**WHAT IS NEEDED**
If a line in the records below contains "ReceiptVerificationStatus", copy that line.

Collected data
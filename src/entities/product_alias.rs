//! Product alias entity - Alternative names for a product awaiting or past a decision.
//!
//! `normalized_name` is the lowercased alternative name; together with `product_id` it is
//! unique, so two submissions racing to mint the same alias end up sharing one row.

use super::sea_orm_active_enums::AliasStatus;
use sea_orm::entity::prelude::*;
use serde::{Deserialize, Serialize};

/// Product alias database model
#[derive(Clone, Debug, PartialEq, Eq, DeriveEntityModel, Serialize, Deserialize)]
#[sea_orm(table_name = "product_aliases")]
pub struct Model {
    /// Unique identifier for the alias
    #[sea_orm(primary_key)]
    pub id: i64,
    /// Owning product
    pub product_id: i64,
    /// The name as it appeared on the receipt
    pub alternative_name: String,
    /// Lowercased `alternative_name`, used for matching and uniqueness
    pub normalized_name: String,
    /// Decision state
    pub verification_status: AliasStatus,
    /// When the alias was minted
    pub created_at: DateTimeUtc,
    /// When the alias was last modified
    pub updated_at: DateTimeUtc,
}

/// Defines relationships between ProductAlias and other entities
#[derive(Copy, Clone, Debug, EnumIter, DeriveRelation)]
pub enum Relation {
    /// Each alias belongs to one product
    #[sea_orm(
        belongs_to = "super::product::Entity",
        from = "Column::ProductId",
        to = "super::product::Column::Id",
        on_delete = "Cascade"
    )]
    Product,
}

impl Related<super::product::Entity> for Entity {
    fn to() -> RelationDef {
        Relation::Product.def()
    }
}

impl ActiveModelBehavior for ActiveModel {}
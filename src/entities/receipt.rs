//! Receipt entity - One submitted fiscal receipt.
//!
//! `qr_data` and `fiscal_id` are both unique; the database constraint is what makes
//! duplicate submission impossible, not the existence checks done before inserting.
//! `version` is bumped on every status rewrite and guards optimistic updates.

use super::sea_orm_active_enums::ReceiptVerificationStatus;
use sea_orm::entity::prelude::*;
use serde::{Deserialize, Serialize};

/// Receipt database model
#[derive(Clone, Debug, PartialEq, DeriveEntityModel, Serialize, Deserialize)]
#[sea_orm(table_name = "receipts")]
pub struct Model {
    /// Unique identifier for the receipt
    #[sea_orm(primary_key)]
    pub id: i64,
    /// Transaction id assigned by the fiscal data operator
    pub transaction_id: String,
    /// Submitted QR payload or URL, as received
    #[sea_orm(unique)]
    pub qr_data: String,
    /// Fiscal id of the ticket
    #[sea_orm(unique)]
    pub fiscal_id: String,
    /// Submitting user
    pub user_id: i64,
    /// When the purchase happened
    pub date: DateTimeUtc,
    /// Ticket total in minor units
    pub total_amount: i64,
    /// Sum of all tax lines in minor units
    pub tax_amount: i64,
    /// Rate of the first tax line
    pub tax_rate: f64,
    /// Cash register code at the tax authority
    pub kkt_code: String,
    /// Cash register serial number
    pub kkt_serial_number: String,
    /// Payment type reported by the ticket, if any
    pub payment_method: Option<String>,
    /// Aggregated verification state
    pub verification_status: ReceiptVerificationStatus,
    /// Sum of cashback over verified items, in minor units
    pub final_cashback: i64,
    /// Optimistic concurrency counter
    pub version: i32,
    /// When the receipt was submitted
    pub created_at: DateTimeUtc,
    /// When the receipt was last re-evaluated
    pub updated_at: DateTimeUtc,
}

/// Defines relationships between Receipt and other entities
#[derive(Copy, Clone, Debug, EnumIter, DeriveRelation)]
pub enum Relation {
    /// Each receipt belongs to one user
    #[sea_orm(
        belongs_to = "super::user::Entity",
        from = "Column::UserId",
        to = "super::user::Column::Id"
    )]
    User,
    /// One receipt owns many items
    #[sea_orm(has_many = "super::receipt_item::Entity")]
    Items,
}

impl Related<super::user::Entity> for Entity {
    fn to() -> RelationDef {
        Relation::User.def()
    }
}

impl Related<super::receipt_item::Entity> for Entity {
    fn to() -> RelationDef {
        Relation::Items.def()
    }
}

impl ActiveModelBehavior for ActiveModel {}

**EXERCISE ANSWER**
use super::sea_orm_active_enums::ReceiptVerificationStatus;
    pub verification_status: ReceiptVerificationStatus,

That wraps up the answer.